Saab 9-3X Griffin Origins
Throughout its model run, the 9-3 series was offered in multiple body styles: a four-door sedan, a two-door convertible, a one-time hatchback that was discontinued in 2002, and a four-door wagon that would later receive the SportCombi title. Within the SportCombi trim, consumers were offered an all-wheel-drive (XUV) vehicle known as the Saab 9-3X. The Griffin label was introduced for the final year.
Since its inception in 1998, the Saab 9-3 received a number of industry awards, including Best Compact Executive Car of the Year in Great Britain for 2004, one of the Ten Best in the Hong Kong market for 2004, and Best Car of the Year in Australia for 2002. Fortune Magazine also listed the Saab 9-3 series on its best list in 1998 and 1999. About the Saab 9-3X Griffin
Since the Saab 9-3 series was a carryover of its predecessor, the 900s, the 9-3s ushered in a whole host of design and vehicular improvements, all of which would further cement Saab’s stellar industry reputation.
In an attempt to tighten up the ride handling of the 900s, the Saab 9-3s in 1998 received better suspension and an increased overall crash ratings due to the inclusion of standard side-impact airbags with head protection and active headrests. Some exterior design features changed as well, most notably a black rear spoiler and centrally mounted snow flap. Once Saab dropped the hatchback from its lineup in 2002, this made room for the introduction of the Saab 9-3 SportCombi, better known as the 9-3X.

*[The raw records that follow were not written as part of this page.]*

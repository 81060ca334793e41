//! Ability descriptors - the declarative ability vocabulary.
//!
//! An ability is three closed enums wired together: *triggers* decide when
//! it is eligible, *target types* decide what it acts on, and the *effect*
//! decides what it does. Each enum is dispatched through an exhaustive
//! match, so an unhandled trigger or effect is a compile error, not a
//! runtime surprise.

use serde::{Deserialize, Serialize};

use crate::movement::{MovementDescriptor, MovementType};
use crate::tiles::TileFilter;

/// When an ability becomes eligible.
///
/// `When*` triggers fire off the concrete action of the current move;
/// `While*` triggers hold as long as a board condition does, carrying
/// ongoing effects.
#[derive(Clone, Copy, Debug, PartialEq, Eq, Hash, Serialize, Deserialize)]
pub enum TriggerType {
    /// The source tile was deployed this move.
    WhenDeployed,
    /// The source tile landed with a matching tile in its 8-neighborhood.
    WhenLandsSurroundingTargetTile,
    /// The source tile landed orthogonally adjacent to a matching tile.
    WhenLandsAdjacentToTargetTile,
    /// The source tile captured a matching tile this move.
    WhenCapturingTargetTile,
    /// The source tile was captured this move by a matching tile.
    WhenCapturedByTargetTile,
    /// The source tile sits on a temple point.
    WhileInsideTemple,
    /// The source tile is on the board but not on a temple point.
    WhileOutsideTemple,
    /// A matching tile is anywhere on the board.
    WhileTargetTileIsOnBoard,
    /// The source tile sits inside a matching tile's territorial zone.
    WhileInsideTargetTileZone,
    /// A matching tile is in the source tile's 8-neighborhood.
    WhileSurroundingTargetTile,
}

/// One trigger clause: a trigger type plus its target filter.
#[derive(Clone, Debug, PartialEq, Eq, Serialize, Deserialize)]
pub struct TriggerDescriptor {
    pub trigger_type: TriggerType,
    /// Which tiles count for the trigger's "target tile" slot.
    pub target_tiles: TileFilter,
}

impl TriggerDescriptor {
    /// A trigger clause with no tile filter.
    #[must_use]
    pub fn new(trigger_type: TriggerType) -> Self {
        Self {
            trigger_type,
            target_tiles: TileFilter::any(),
        }
    }

    /// A trigger clause filtered to matching tiles.
    #[must_use]
    pub fn targeting(trigger_type: TriggerType, target_tiles: TileFilter) -> Self {
        Self {
            trigger_type,
            target_tiles,
        }
    }
}

/// How an eligible ability resolves its targets.
#[derive(Clone, Copy, Debug, PartialEq, Eq, Serialize, Deserialize)]
pub enum TargetType {
    /// The concrete tiles that satisfied the trigger clauses.
    TriggerTargetTiles,
    /// Matching tiles in the source tile's 8-neighborhood.
    SurroundingTiles,
    /// Matching tiles orthogonally adjacent to the source tile.
    AdjacentTiles,
    /// All matching tiles on the board.
    AllTiles,
    /// The source tile itself.
    ThisTile,
    /// A captured tile chosen through a prompt.
    ChosenCapturedTile,
}

/// One target clause: a target type plus a filter over candidates.
#[derive(Clone, Debug, PartialEq, Eq, Serialize, Deserialize)]
pub struct TargetDescriptor {
    pub target_type: TargetType,
    pub filter: TileFilter,
}

impl TargetDescriptor {
    /// A target clause with no tile filter.
    #[must_use]
    pub fn new(target_type: TargetType) -> Self {
        Self {
            target_type,
            filter: TileFilter::any(),
        }
    }

    /// A target clause restricted to matching tiles.
    #[must_use]
    pub fn filtered(target_type: TargetType, filter: TileFilter) -> Self {
        Self {
            target_type,
            filter,
        }
    }
}

/// Cancellation matches abilities by category, not exact kind.
#[derive(Clone, Copy, Debug, PartialEq, Eq, Hash, Serialize, Deserialize)]
pub enum AbilityCategory {
    Protection,
    Cancellation,
    Relocation,
    Capture,
    Recording,
    MovementModifier,
}

/// What an ability does, with its parameters.
#[derive(Clone, Debug, PartialEq, Serialize, Deserialize)]
pub enum AbilityEffect {
    /// Remember each target tile's current point for later relocation.
    RecordTilePoint,
    /// Move each target tile (board or captured) to its recorded point.
    MoveTileToRecordedPoint,
    /// Deactivate matching-category abilities sourced from the target
    /// tiles, and keep them ineligible for the rest of this move.
    CancelAbilities { categories: Vec<AbilityCategory> },
    /// Keep matching-category abilities from ever targeting the target
    /// tiles, checked at discovery time.
    CancelAbilitiesTargetingTiles { categories: Vec<AbilityCategory> },
    /// Shield the target tiles from capture while active.
    ProtectFromCapture,
    /// Move one target tile to a prompted point within `distance`.
    MoveTargetTile { distance: u8 },
    /// Capture the target tiles outright.
    CaptureTargetTiles,
    /// Return the target tiles to their owners' piles.
    MoveTargetTileToPile,
    /// Suppress the target tiles' movement while active.
    ImmobilizeTargetTiles,
    /// Extend the target tiles' matching movements while active.
    ExtendMovement {
        movement_type: Option<MovementType>,
        amount: u8,
    },
    /// Replace the target tiles' movements of one type while active.
    ManipulateExistingMovement {
        from: MovementType,
        replacement: Box<MovementDescriptor>,
    },
    /// Grant the target tiles an extra movement from every reachable
    /// point while active.
    GrantBonusMovement { movement: Box<MovementDescriptor> },
}

/// Fieldless mirror of `AbilityEffect`, used for canonical ordering and
/// cancellation category matching.
#[derive(Clone, Copy, Debug, PartialEq, Eq, Hash, Serialize, Deserialize)]
pub enum AbilityKind {
    RecordTilePoint,
    MoveTileToRecordedPoint,
    CancelAbilities,
    CancelAbilitiesTargetingTiles,
    ProtectFromCapture,
    MoveTargetTile,
    CaptureTargetTiles,
    MoveTargetTileToPile,
    ImmobilizeTargetTiles,
    ExtendMovement,
    ManipulateExistingMovement,
    GrantBonusMovement,
}

impl AbilityKind {
    /// The cancellation category this kind belongs to.
    #[must_use]
    pub const fn category(self) -> AbilityCategory {
        match self {
            AbilityKind::RecordTilePoint => AbilityCategory::Recording,
            AbilityKind::MoveTileToRecordedPoint
            | AbilityKind::MoveTargetTile
            | AbilityKind::MoveTargetTileToPile => AbilityCategory::Relocation,
            AbilityKind::CancelAbilities | AbilityKind::CancelAbilitiesTargetingTiles => {
                AbilityCategory::Cancellation
            }
            AbilityKind::ProtectFromCapture => AbilityCategory::Protection,
            AbilityKind::CaptureTargetTiles => AbilityCategory::Capture,
            AbilityKind::ImmobilizeTargetTiles
            | AbilityKind::ExtendMovement
            | AbilityKind::ManipulateExistingMovement
            | AbilityKind::GrantBonusMovement => AbilityCategory::MovementModifier,
        }
    }

    /// Ongoing kinds persist across passes while their triggers hold;
    /// instant kinds mutate the board once.
    #[must_use]
    pub const fn is_ongoing(self) -> bool {
        matches!(
            self,
            AbilityKind::ProtectFromCapture
                | AbilityKind::ImmobilizeTargetTiles
                | AbilityKind::CancelAbilitiesTargetingTiles
                | AbilityKind::ExtendMovement
                | AbilityKind::ManipulateExistingMovement
                | AbilityKind::GrantBonusMovement
        )
    }
}

impl AbilityEffect {
    /// The fieldless kind of this effect.
    #[must_use]
    pub const fn kind(&self) -> AbilityKind {
        match self {
            AbilityEffect::RecordTilePoint => AbilityKind::RecordTilePoint,
            AbilityEffect::MoveTileToRecordedPoint => AbilityKind::MoveTileToRecordedPoint,
            AbilityEffect::CancelAbilities { .. } => AbilityKind::CancelAbilities,
            AbilityEffect::CancelAbilitiesTargetingTiles { .. } => {
                AbilityKind::CancelAbilitiesTargetingTiles
            }
            AbilityEffect::ProtectFromCapture => AbilityKind::ProtectFromCapture,
            AbilityEffect::MoveTargetTile { .. } => AbilityKind::MoveTargetTile,
            AbilityEffect::CaptureTargetTiles => AbilityKind::CaptureTargetTiles,
            AbilityEffect::MoveTargetTileToPile => AbilityKind::MoveTargetTileToPile,
            AbilityEffect::ImmobilizeTargetTiles => AbilityKind::ImmobilizeTargetTiles,
            AbilityEffect::ExtendMovement { .. } => AbilityKind::ExtendMovement,
            AbilityEffect::ManipulateExistingMovement { .. } => {
                AbilityKind::ManipulateExistingMovement
            }
            AbilityEffect::GrantBonusMovement { .. } => AbilityKind::GrantBonusMovement,
        }
    }
}

/// Extra conditions checked after target resolution.
#[derive(Clone, Copy, Debug, PartialEq, Eq, Serialize, Deserialize)]
pub enum ActivationRequirement {
    /// No resolved target tile may sit on a temple point.
    TargetTilesNotInTemple,
}

/// What kind of choice a prompt asks for.
#[derive(Clone, Copy, Debug, PartialEq, Eq, Serialize, Deserialize)]
pub enum PromptKind {
    /// Choose a tile from the captured pile.
    CapturedTile,
    /// Choose a destination point.
    MovePoint,
}

/// A declared need for external input before activation.
#[derive(Clone, Debug, PartialEq, Eq, Serialize, Deserialize)]
pub struct PromptRequirement {
    pub prompt_id: String,
    pub kind: PromptKind,
}

/// A complete declarative ability.
#[derive(Clone, Debug, PartialEq, Serialize, Deserialize)]
pub struct AbilityDescriptor {
    pub effect: AbilityEffect,

    /// All clauses must hold for the ability to be eligible.
    pub triggers: Vec<TriggerDescriptor>,

    /// Union of the resolved target clauses; an ability resolving zero
    /// targets is discarded.
    pub target_types: Vec<TargetDescriptor>,

    /// Explicit priority; prioritized abilities activate before the
    /// canonical order, highest group first.
    pub priority: Option<u8>,

    pub activation_requirements: Vec<ActivationRequirement>,

    /// Prompts that must be answered before activation.
    pub needed_prompts: Vec<PromptRequirement>,
}

impl AbilityDescriptor {
    /// An ability with an effect and nothing else yet.
    #[must_use]
    pub fn new(effect: AbilityEffect) -> Self {
        Self {
            effect,
            triggers: Vec::new(),
            target_types: Vec::new(),
            priority: None,
            activation_requirements: Vec::new(),
            needed_prompts: Vec::new(),
        }
    }

    /// Add a trigger clause (builder pattern).
    #[must_use]
    pub fn with_trigger(mut self, trigger: TriggerDescriptor) -> Self {
        self.triggers.push(trigger);
        self
    }

    /// Add a target clause (builder pattern).
    #[must_use]
    pub fn with_target(mut self, target: TargetDescriptor) -> Self {
        self.target_types.push(target);
        self
    }

    /// Set an explicit priority (builder pattern).
    #[must_use]
    pub fn with_priority(mut self, priority: u8) -> Self {
        self.priority = Some(priority);
        self
    }

    /// Add an activation requirement (builder pattern).
    #[must_use]
    pub fn requiring(mut self, requirement: ActivationRequirement) -> Self {
        self.activation_requirements.push(requirement);
        self
    }

    /// Declare a needed prompt (builder pattern).
    #[must_use]
    pub fn with_prompt(mut self, prompt_id: impl Into<String>, kind: PromptKind) -> Self {
        self.needed_prompts.push(PromptRequirement {
            prompt_id: prompt_id.into(),
            kind,
        });
        self
    }

    /// The fieldless kind of the effect.
    #[must_use]
    pub const fn kind(&self) -> AbilityKind {
        self.effect.kind()
    }
}
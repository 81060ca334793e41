//! Reference game definitions built on the engine.

pub mod garden;
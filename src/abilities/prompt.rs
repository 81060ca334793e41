//! The prompt-for-target protocol.
//!
//! An ability that needs a player choice does not complete the move:
//! processing pauses and the move result carries a `PromptRequest`
//! naming the asking tile, the prompt id, and the candidate options.
//! The caller re-submits the same move with the answer filed under the
//! source tile's stable key, and processing runs again - deterministic
//! replay up to the prompt, then past it.

use rustc_hash::FxHashMap;
use serde::{Deserialize, Serialize};

use crate::board::Board;
use crate::core::{Coord, Player, TileCode, TileId};

use super::descriptor::PromptKind;

/// Composite identity of the tile asking a prompt, stable across replays
/// of the same move.
#[derive(Clone, Debug, PartialEq, Eq, Hash, Serialize, Deserialize)]
pub struct SourceTileKey {
    pub owner: Player,
    pub tile_code: TileCode,
    /// The tile's point notation at discovery time, `"-"` off board.
    pub point_notation: String,
    pub tile_id: TileId,
}

impl SourceTileKey {
    /// Build the key for a tile as currently placed.
    #[must_use]
    pub fn for_tile(board: &Board, tile_id: TileId) -> Option<Self> {
        let tile = board.tile(tile_id)?;
        let point_notation = match tile.point() {
            Some(idx) => board.point(idx).coord.notation(),
            None => "-".to_string(),
        };
        Some(Self {
            owner: tile.owner,
            tile_code: tile.code,
            point_notation,
            tile_id,
        })
    }

    /// Serialize to the stable string used for map keying.
    #[must_use]
    pub fn key_string(&self) -> String {
        format!(
            "{}:{}:{}:{}",
            self.owner.code(),
            self.tile_code.raw(),
            self.point_notation,
            self.tile_id.raw()
        )
    }
}

impl std::fmt::Display for SourceTileKey {
    fn fmt(&self, f: &mut std::fmt::Formatter<'_>) -> std::fmt::Result {
        write!(f, "{}", self.key_string())
    }
}

/// A player's answer to one prompt.
#[derive(Clone, Copy, Debug, PartialEq, Eq, Serialize, Deserialize)]
pub enum PromptAnswer {
    /// A chosen tile (e.g. from the captured pile).
    Tile(TileId),
    /// A chosen board point.
    Point(Coord),
    /// Explicitly decline the optional choice.
    Decline,
}

/// One candidate the caller may answer with.
#[derive(Clone, Copy, Debug, PartialEq, Eq, Serialize, Deserialize)]
pub enum PromptOption {
    Tile(TileId),
    Point(Coord),
}

/// The outstanding prompt returned instead of further activation.
#[derive(Clone, Debug, PartialEq, Eq, Serialize, Deserialize)]
pub struct PromptRequest {
    /// Who is asking.
    pub source: SourceTileKey,
    /// Which declared prompt is outstanding.
    pub current_prompt_id: String,
    pub kind: PromptKind,
    /// Valid answers as of this pass.
    pub options: Vec<PromptOption>,
}

/// Answers supplied with a move call, keyed by source tile key string
/// then prompt id.
#[derive(Clone, Debug, Default, PartialEq, Serialize, Deserialize)]
pub struct PromptTargetData {
    answers: FxHashMap<String, FxHashMap<String, PromptAnswer>>,
}

impl PromptTargetData {
    /// No answers.
    #[must_use]
    pub fn new() -> Self {
        Self::default()
    }

    /// File an answer under a key string and prompt id.
    pub fn insert(
        &mut self,
        key: impl Into<String>,
        prompt_id: impl Into<String>,
        answer: PromptAnswer,
    ) {
        self.answers
            .entry(key.into())
            .or_default()
            .insert(prompt_id.into(), answer);
    }

    /// File an answer (builder pattern).
    #[must_use]
    pub fn with_answer(
        mut self,
        key: impl Into<String>,
        prompt_id: impl Into<String>,
        answer: PromptAnswer,
    ) -> Self {
        self.insert(key, prompt_id, answer);
        self
    }

    /// Look up the answer for a source tile's prompt.
    #[must_use]
    pub fn answer_for(&self, key: &SourceTileKey, prompt_id: &str) -> Option<PromptAnswer> {
        self.answers
            .get(&key.key_string())
            .and_then(|by_id| by_id.get(prompt_id))
            .copied()
    }

    /// True when no answers were supplied.
    #[must_use]
    pub fn is_empty(&self) -> bool {
        self.answers.is_empty()
    }
}

#[cfg(test)]
mod tests {
    use super::*;
    use crate::board::BoardLayout;
    use crate::rules::RuleOptions;
    use crate::tiles::{GameDefinition, TileDefinition};

    #[test]
    fn test_key_string_is_stable() {
        let key = SourceTileKey {
            owner: Player::Guest,
            tile_code: TileCode::new(3),
            point_notation: "8,4".to_string(),
            tile_id: TileId::new(17),
        };
        assert_eq!(key.key_string(), "G:3:8,4:17");
        assert_eq!(format!("{}", key), "G:3:8,4:17");
    }

    #[test]
    fn test_key_for_seated_tile() {
        let code = TileCode::new(1);
        let mut def = GameDefinition::new(RuleOptions::default());
        def.register(TileDefinition::new(code, "Test"));

        let mut board = Board::new(&BoardLayout::diamond(9));
        let tile = board.create_tile(code, Player::Host);
        let idx = board.playable_index(Coord::new(4, 4)).unwrap();
        assert!(board.place_from_pile(&def, tile, idx));

        let key = SourceTileKey::for_tile(&board, tile).unwrap();
        assert_eq!(key.point_notation, "4,4");
        assert_eq!(key.owner, Player::Host);
    }

    #[test]
    fn test_answers_roundtrip() {
        let key = SourceTileKey {
            owner: Player::Host,
            tile_code: TileCode::new(2),
            point_notation: "1,2".to_string(),
            tile_id: TileId::new(5),
        };

        let data = PromptTargetData::new().with_answer(
            key.key_string(),
            "chooseCapturedTile",
            PromptAnswer::Tile(TileId::new(9)),
        );

        assert_eq!(
            data.answer_for(&key, "chooseCapturedTile"),
            Some(PromptAnswer::Tile(TileId::new(9)))
        );
        assert_eq!(data.answer_for(&key, "otherPrompt"), None);
    }

    #[test]
    fn test_missing_key_is_none() {
        let data = PromptTargetData::new();
        let key = SourceTileKey {
            owner: Player::Host,
            tile_code: TileCode::new(2),
            point_notation: "-".to_string(),
            tile_id: TileId::new(5),
        };
        assert!(data.is_empty());
        assert_eq!(data.answer_for(&key, "x"), None);
    }
}
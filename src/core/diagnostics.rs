//! Structured soft-failure diagnostics.
//!
//! Nothing in the play path raises an error: a misconfigured descriptor, a
//! stale prompt answer, or a runaway reprocessing loop all degrade into
//! "no effect". Diagnostics record *why* nothing happened so callers and
//! tests can tell a malformed configuration apart from a condition that
//! was simply false.

use serde::{Deserialize, Serialize};

use super::ids::TileId;

/// Why a soft failure occurred.
#[derive(Clone, Copy, Debug, PartialEq, Eq, Serialize, Deserialize)]
pub enum DiagnosticKind {
    /// A descriptor references a tile code absent from the game definition.
    UnknownTileCode,
    /// `MoveTileToRecordedPoint` ran without a recorded point for its target.
    MissingRecordedPoint,
    /// A prompt answer no longer matches any valid candidate.
    StalePromptAnswer,
    /// Ability reprocessing hit the iteration cap and stopped best-effort.
    FixpointCapReached,
}

/// A single soft-failure record.
///
/// Carried on the move result; also emitted through `tracing` at the
/// point of failure.
#[derive(Clone, Debug, PartialEq, Eq, Serialize, Deserialize)]
pub struct Diagnostic {
    /// Tile whose configuration or activation produced the record, if any.
    pub source: Option<TileId>,
    pub kind: DiagnosticKind,
    pub detail: String,
}

impl Diagnostic {
    /// Create and log a diagnostic.
    pub fn emit(source: Option<TileId>, kind: DiagnosticKind, detail: impl Into<String>) -> Self {
        let detail = detail.into();
        tracing::warn!(?source, ?kind, %detail, "soft failure");
        Self { source, kind, detail }
    }
}

impl std::fmt::Display for Diagnostic {
    fn fmt(&self, f: &mut std::fmt::Formatter<'_>) -> std::fmt::Result {
        match self.source {
            Some(tile) => write!(f, "{:?} ({}): {}", self.kind, tile, self.detail),
            None => write!(f, "{:?}: {}", self.kind, self.detail),
        }
    }
}

#[cfg(test)]
mod tests {
    use super::*;

    #[test]
    fn test_emit_carries_fields() {
        let d = Diagnostic::emit(Some(TileId::new(3)), DiagnosticKind::MissingRecordedPoint, "no point recorded");
        assert_eq!(d.source, Some(TileId::new(3)));
        assert_eq!(d.kind, DiagnosticKind::MissingRecordedPoint);
        assert!(d.detail.contains("recorded"));
    }

    #[test]
    fn test_display() {
        let d = Diagnostic::emit(None, DiagnosticKind::FixpointCapReached, "stopped after 64 passes");
        let text = format!("{}", d);
        assert!(text.contains("FixpointCapReached"));
        assert!(text.contains("64"));
    }
}
//! Board model: point arena, geometry queries, tile seating.

pub mod grid;
pub mod point;

pub use grid::{Board, BoardLayout, Direction};
pub use point::{BoardPoint, Occupancy, PointIndex, PointType, PointTypeSet};
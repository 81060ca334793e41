//! The move surface: rule options, requests, and results.
//!
//! A move or deploy call takes a `MoveRequest` and returns a `MoveResult`.
//! Illegal requests are not errors: the result reports `NoEffect` with a
//! reason and the board is untouched, since legality was already published
//! to the caller through the possible-move set.

use serde::{Deserialize, Serialize};

use crate::abilities::{PromptRequest, PromptTargetData};
use crate::core::{Coord, Diagnostic, Player, TileCode, TileId};

/// Game-wide rule switches.
#[derive(Clone, Copy, Debug, PartialEq, Eq, Serialize, Deserialize)]
pub struct RuleOptions {
    /// Gate captures behind banner deployment: flower/banner targets need
    /// the capturing player's banner deployed, anything else needs both.
    pub banner_capture_system: bool,
    /// Temple points protect their occupants from capture unless a
    /// capture type explicitly overrides.
    pub temple_rules: bool,
}

impl Default for RuleOptions {
    fn default() -> Self {
        Self {
            banner_capture_system: true,
            temple_rules: true,
        }
    }
}

/// The input tuple of one move or deploy call.
#[derive(Clone, Debug, PartialEq, Serialize, Deserialize)]
pub struct MoveRequest {
    pub player: Player,
    pub tile_code: TileCode,
    /// `None` deploys from the pile; `Some` moves a seated tile.
    pub start: Option<Coord>,
    pub end: Coord,
    pub prompt_data: PromptTargetData,
}

impl MoveRequest {
    /// A deploy request.
    #[must_use]
    pub fn deploy(player: Player, tile_code: TileCode, end: Coord) -> Self {
        Self {
            player,
            tile_code,
            start: None,
            end,
            prompt_data: PromptTargetData::new(),
        }
    }

    /// A move request.
    #[must_use]
    pub fn move_tile(player: Player, tile_code: TileCode, start: Coord, end: Coord) -> Self {
        Self {
            player,
            tile_code,
            start: Some(start),
            end,
            prompt_data: PromptTargetData::new(),
        }
    }

    /// Attach prompt answers (builder pattern).
    #[must_use]
    pub fn with_prompt_data(mut self, prompt_data: PromptTargetData) -> Self {
        self.prompt_data = prompt_data;
        self
    }
}

/// Why a request had no effect.
#[derive(Clone, Copy, Debug, PartialEq, Eq, Serialize, Deserialize)]
pub enum NoEffectReason {
    /// The requested destination is not in the current possible-move set.
    IllegalDestination,
    /// No matching tile in the pile (deploy) or at the start point (move).
    TileNotAvailable,
    /// The start point does not hold a matching tile of the player's.
    StartPointMismatch,
    /// A named coordinate is off the playable board.
    PointNotPlayable,
    /// The requested tile code is not in the game definition.
    UnknownTileCode,
}

/// Whether the request changed anything.
#[derive(Clone, Copy, Debug, PartialEq, Eq, Serialize, Deserialize)]
pub enum MoveOutcome {
    Completed,
    NoEffect(NoEffectReason),
}

/// Tiles removed from the board over one full move, through fixpoint.
#[derive(Clone, Debug, Default, PartialEq, Eq, Serialize, Deserialize)]
pub struct TileRecords {
    /// Everything captured: by the movement itself and by abilities.
    pub captured_tiles: Vec<TileId>,
    /// Everything abilities returned to piles.
    pub tiles_moved_to_piles: Vec<TileId>,
}

/// What ability processing did.
#[derive(Clone, Debug, Default)]
pub struct ActivationFlags {
    pub abilities_activated: bool,
    pub board_has_changed: bool,
    pub tile_records: TileRecords,
    /// The single outstanding prompt, if processing paused on one.
    pub needed_prompt: Option<PromptRequest>,
    pub diagnostics: Vec<Diagnostic>,
}

/// The output of one move or deploy call.
#[derive(Clone, Debug, Default)]
pub struct MoveResult {
    pub outcome: MoveOutcome,
    pub moved_tile: Option<TileId>,
    pub start: Option<Coord>,
    pub end: Option<Coord>,
    /// Tiles the movement itself captured (destination and charge path).
    pub captured_tiles: Vec<TileId>,
    pub flags: ActivationFlags,
}

impl Default for MoveOutcome {
    fn default() -> Self {
        MoveOutcome::Completed
    }
}

impl MoveResult {
    /// A no-op result for an illegal request.
    #[must_use]
    pub fn no_effect(reason: NoEffectReason) -> Self {
        Self {
            outcome: MoveOutcome::NoEffect(reason),
            ..Self::default()
        }
    }

    /// True when the move completed (possibly awaiting a prompt).
    #[must_use]
    pub fn completed(&self) -> bool {
        self.outcome == MoveOutcome::Completed
    }

    /// The outstanding prompt, if any.
    #[must_use]
    pub fn needed_prompt(&self) -> Option<&PromptRequest> {
        self.flags.needed_prompt.as_ref()
    }
}

#[cfg(test)]
mod tests {
    use super::*;

    #[test]
    fn test_rule_options_default_on() {
        let options = RuleOptions::default();
        assert!(options.banner_capture_system);
        assert!(options.temple_rules);
    }

    #[test]
    fn test_request_builders() {
        let deploy = MoveRequest::deploy(Player::Host, TileCode::new(1), Coord::new(0, 8));
        assert!(deploy.start.is_none());

        let mv = MoveRequest::move_tile(
            Player::Guest,
            TileCode::new(2),
            Coord::new(8, 8),
            Coord::new(8, 10),
        );
        assert_eq!(mv.start, Some(Coord::new(8, 8)));
        assert_eq!(mv.end, Coord::new(8, 10));
    }

    #[test]
    fn test_no_effect_result() {
        let result = MoveResult::no_effect(NoEffectReason::IllegalDestination);
        assert!(!result.completed());
        assert!(result.captured_tiles.is_empty());
        assert!(result.needed_prompt().is_none());
    }
}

Classified as a wagon, the Saab 9-3X SportCombi featured an improved 2.8-liter twin-turbo V-6 engine that delivered 250 hp and 258 lb-ft of torque. With a top speed of 152 mph, the Saab 9-3X could go from zero to 60 mph in 8 seconds with an estimated EPA fuel economy rating of 22/28 mpg city/highway.
With its powertrain essentially unchanged, Saab would add the Griffin moniker to the entire 9-3 line for the 2011 and 2012 market year. The Saab 9-3X Griffin includes a higher ride height, the addition of roof rails, and assorted other features to make it more manageable on rougher roads.Saab 9-3X Griffin Features
Obviously drawing inspiration from its very own symbol, the Saab executives decided to name the entire 9-3 line the Griffin for its send-off year in 2011 and 2012. For 2012, the Saab 9-3X Griffin gets a new version of the four-cylinder 2.0-liter engine from the 9-5 series. Available in both manual and automatic six-speed transmissions, the 2.0 direct-injection technology generates a rise in hp from 210 to 220, and a torque boost to 258 lb-ft (previously 221). The 9-3X Griffin can accelerate from zero to 60 mph in 7 seconds, with an EPA estimated fuel economy rating of 20/30 mpg city/highway.
Up front, the face of the Saab 9-3X Griffin in a four-door SportCombi wagon received a minor overhaul, including a revamped grille, a new set of headlights, and standard fog lights across all 9-3 Griffin trims. New options were also intrduced for the alloy wheels, which now come in 16-, 17-, and 18-inch sizes.
On the inside, the 9-3X Griffin has also received a makeover to the dashboard, seat upholstery, and overall cabin decor, sporting graphite, metallic, or titanium finishes.
Base price MSRP for the Saab 9-3 Griffin begins at around $30,000, with the fully loaded 9-3X Griffin moving into the low $40,000 range. Saab 9-3X Griffin Evolution
The Saab 9-3X Griffin itself is new to the market, but it shares a long and inspired lineage with the Saab 9-3 line. In 2000, just one year after the 9-3 made its debut, General Motors took over Saab’s operations, immediately adding four-cylinder turbocharged engines to the ranks with base models generating 185 hp, and the SE trim models generating 205 hp. The highest powered variation of this initial lineup was the Viggen thunderbolt. Named after the Saab 37 Viggen aircraft, this powerhouse’s 2.3-liter engine delivered 230 hp, a top speed of 155 mph, and a zero-to-60-mph time of just over 6 seconds.
Boasting one of the largest trunks in its class at the time, the Saab 9-3 convertible also offered a one-touch power top, an ample amount of side windshield glass for improved driver visibility, and the ability to open and close all four of its doors with the push of a single button.
After the hatchback model was discontinued in 2002, Saab brought the look back a few years later with the 9-3 SportCombi, which would later inspire the 9-3X Griffin. Offering the feel of a sports sedan, the SportCombi had 72 cubic feet of cargo space, with an additional 29 behind the seats.
Late in the company’s history, Saab, like many auto manufacturers, experimented with an electric car based off its SportCombi line called the 9-3e. With a top speed of 95 mph, the 9-3e’s lithium-ion battery pack had an estimated driving range of 125 miles at 184 hp.